Machine learning (ML) and deep learning (DL) are subsets of the broader field artificial intelligence currently where extensive research and developments takes place during the last decade. The model training with dataset for specific application can be done with the help of cloud or any computing device with GPU support to reduce the training time. The model inferences can be done inside embedded platform as the process requires less computing resource. Deploying pre-trained model directly on mobile devices is inexpedient due to considerable storage requirement and memory bandwidth [3]. Machine learning modules can be incorporated in low resource end-devices but deep learning requires computational power and memory. Such applications are computation resource hungry, so they are executed mostly on cloud servers or personal computers with reasonable hardware support. Transferring resources to edge of the network from the core is the feasible solution as a trade-off between limited computation and reduced latency in communication [4]. In Fog layer [5], most IoT data is analyzed near the devices itself, alleviating traffic from the core network by outsourcing a major share of computational task by creating an array of edge computing devices. The potential for edge nodes are overwhelming so that each node can think and act independently with the help of machine learning tool kit, enables machines to learn and act like humans [6]. Edge Machine Learning (Edge ML) [7], a derivative of edge computing, offers machine learning and deep learning algorithms with the capability of processing data locally (at the device-level or connected local servers) thereby replacing solely cloud based applications. Notwithstanding as alternate extension for the cloud, edge-nodes complements computing near the edge of the network.

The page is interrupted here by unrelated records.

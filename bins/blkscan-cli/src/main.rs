//! blkscan — command-line front-end for the block-file decoder.
//!
//! Walks a `blk*.dat` file, verifying every block's proof of work and
//! Merkle root, and prints the blocks in an explorer-style listing or as
//! JSON. Exit status is non-zero on any parse, proof-of-work, Merkle, or
//! I/O failure.

mod render;

use std::fs::File;
use std::io::BufReader;
use std::path::PathBuf;

use anyhow::{Context, Result};
use clap::Parser;
use tracing::info;

use blkscan_core::stream::BlockStream;

/// Parse and verify a Bitcoin Core block storage file.
#[derive(Parser)]
#[command(name = "blkscan")]
#[command(version, about = "Parse and verify Bitcoin blk*.dat block files.")]
struct Cli {
    /// Path to a blk*.dat file as written by Bitcoin Core.
    file: PathBuf,

    /// Zero-based index of the first block to print. Earlier blocks are
    /// still decoded and verified; the format cannot be seeked.
    #[arg(short, long, default_value_t = 0)]
    start: u64,

    /// Number of blocks to print (default: all remaining).
    #[arg(short, long)]
    count: Option<u64>,

    /// Emit each block as a JSON document instead of the listing.
    #[arg(long)]
    json: bool,
}

fn main() -> Result<()> {
    tracing_subscriber::fmt()
        .with_env_filter(
            tracing_subscriber::EnvFilter::try_from_default_env()
                .unwrap_or_else(|_| "warn".into()),
        )
        .init();

    let cli = Cli::parse();

    let file = File::open(&cli.file)
        .with_context(|| format!("cannot open {}", cli.file.display()))?;
    info!(file = %cli.file.display(), start = cli.start, "scanning");

    let mut stream = BlockStream::new(BufReader::new(file))
        .context("cannot measure file length")?
        .with_range(cli.start, cli.count);

    let mut printed = 0u64;
    for (i, result) in (&mut stream).enumerate() {
        let block = result?;
        let index = cli.start + i as u64;
        if cli.json {
            println!("{}", serde_json::to_string_pretty(&block)?);
        } else {
            render::print_block(&block, index);
        }
        printed += 1;
    }

    println!();
    println!(
        "Parsed {} block(s), printed {}",
        stream.blocks_parsed(),
        printed
    );
    Ok(())
}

In situations where processed data need to be available without delay, which may be hindered by internet traffic or server related issues especially in healthcare applications where edge and fog computing plays an important role. Machine learning based applications in healthcare system devising clinical decision support(CDS) [8] demands reduced latency with growing need for smart as well as intelligent devices. Machine learning enables electronic devices to learn from existing data and to use this acquired knowledge to make assessments and take decisions autonomously [9].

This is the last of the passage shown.